We want to know though what God is doing in this world and what He's put us in the world to be and to do and Jesus helps us know that in this prayer that He prays. “As I have been sent into the world” — and here's a challenge for you. You go look at the gospels, especially the gospel of John, and see how many times Jesus refers to His Heavenly Father with these words — “Him who sent Me.” In other words, Jesus’ own self identity and the way He viewed His Father was, “He's the One who sent Me to do this work.” And then He says to you and me, “So I also send you,” so that our very identity is to be derived from the relationship that we have with Jesus Christ and the calling that He has given to us. We are missionaries and the mission field starts the minute you walk out of the gathering of God's people.
And boy that's more apparent than it's ever been before, isn't it? If you had told me fifty years ago, fifty years ago that our executive and judicial branch wouldn't be able to define marriage I would have laughed in your face. This week I'd be begging somebody to put me in charge to let people know that marriage is between one man and one woman. Wouldn't you love to have that authority, to set that right in our culture? Well let me give you some news — you've been given more authority than that! You've been given the authority to go out and declare the good news of God to the ends of this earth that will bring people back into the blessing. It's only through Jesus Christ. That's what this Missions Conference is about. That's what we are. Jesus was sent to accomplish a mission. He did. We’re now sent to declare a message about His accomplishment of a mission. That's what we are. That's what we do. May the Lord grip our hearts with that.
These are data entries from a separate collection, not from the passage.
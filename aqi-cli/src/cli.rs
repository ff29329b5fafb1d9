use std::sync::Arc;

use anyhow::{Context, bail};
use aqi_core::{CityResolver, CompletionPolicy, Config, Status, ViewController};
use clap::{Parser, Subcommand};
use inquire::{Password, PasswordDisplayMode, Select, Text};

use crate::report;

/// Top-level CLI struct.
#[derive(Debug, Parser)]
#[command(name = "aqi", version, about = "Air quality CLI")]
pub struct Cli {
    #[command(subcommand)]
    pub command: Command,
}

#[derive(Debug, Subcommand)]
pub enum Command {
    /// Configure the WAQI token, default city and overlap policy.
    Configure,

    /// Show air quality for a city.
    Show {
        /// City name; the configured default city when absent.
        city: Option<String>,

        /// Print the view model as JSON.
        #[arg(long)]
        json: bool,
    },

    /// List cities with known map coordinates.
    Cities,
}

impl Cli {
    pub async fn run(self) -> anyhow::Result<()> {
        let mut config = Config::load()?;

        match self.command {
            Command::Configure => configure(&mut config),
            Command::Show { city, json } => show(&config, city.as_deref(), json).await,
            Command::Cities => {
                let table = config.city_table()?;
                print!("{}", report::render_cities(&table));
                Ok(())
            }
        }
    }
}

fn configure(config: &mut Config) -> anyhow::Result<()> {
    let token = Password::new("WAQI API token (blank for the public demo token):")
        .with_display_mode(PasswordDisplayMode::Masked)
        .without_confirmation()
        .prompt()
        .context("Failed to read API token")?;

    if !token.trim().is_empty() {
        config.set_token(token.trim().to_string());
    }

    let current = config.default_city()?.to_string();
    let city = Text::new("Default city:")
        .with_default(&current)
        .prompt()
        .context("Failed to read default city")?;
    config.set_default_city(&city)?;

    let policies = vec![
        CompletionPolicy::LastResolvedWins,
        CompletionPolicy::LatestIssuedWins,
    ];
    let cursor = policies
        .iter()
        .position(|p| *p == config.completion_policy)
        .unwrap_or(0);
    config.completion_policy = Select::new("When queries overlap, keep:", policies)
        .with_starting_cursor(cursor)
        .prompt()
        .context("Failed to read completion policy")?;

    config.save()?;
    println!("Saved configuration to {}", Config::config_file_path()?.display());
    Ok(())
}

async fn show(config: &Config, city: Option<&str>, json: bool) -> anyhow::Result<()> {
    let client = config.feed_client()?;
    let resolver: Arc<dyn CityResolver> = Arc::new(config.city_table()?);
    let settings = config.controller_settings()?;

    let pending = match city {
        Some(city) => {
            let controller = ViewController::new(client, resolver, settings);
            let handle = controller.submit(city)?;
            (controller, handle)
        }
        None => ViewController::launch(client, resolver, settings),
    };
    let (controller, handle) = pending;
    handle.await.context("Air-quality query task failed")?;

    let view = controller.view();
    if json {
        println!("{}", serde_json::to_string_pretty(&view)?);
    } else {
        print!("{}", report::render_view(&view));
    }

    if view.status == Status::Error {
        bail!(view.error.unwrap_or_else(|| "Air-quality query failed".to_string()));
    }

    Ok(())
}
Heavenly Father, we want to be and do what You've put us here to be and do and that will mean understanding what it meant when Your Son prayed that just as You sent Him He has also sent us. Help us understand that one thing this week better than we ever have. In Jesus' name, amen.
Now if you take your hymnals and turn with me to 437, you’ll notice if you look down in the left-hand corner of the page that this hymn is a psalm. It's a song based on Psalm 67, which is the Old Testament missionary song. Let's sing it to God's praise.
The Lord Jesus has sent you into the world so that men and women and boys and girls from every tribe, tongue, people, and nation will not hear Him say, “Depart from Me, I never knew you,” but rather, “Grace, mercy, and peace from God your Father and your Lord Jesus, the Messiah.”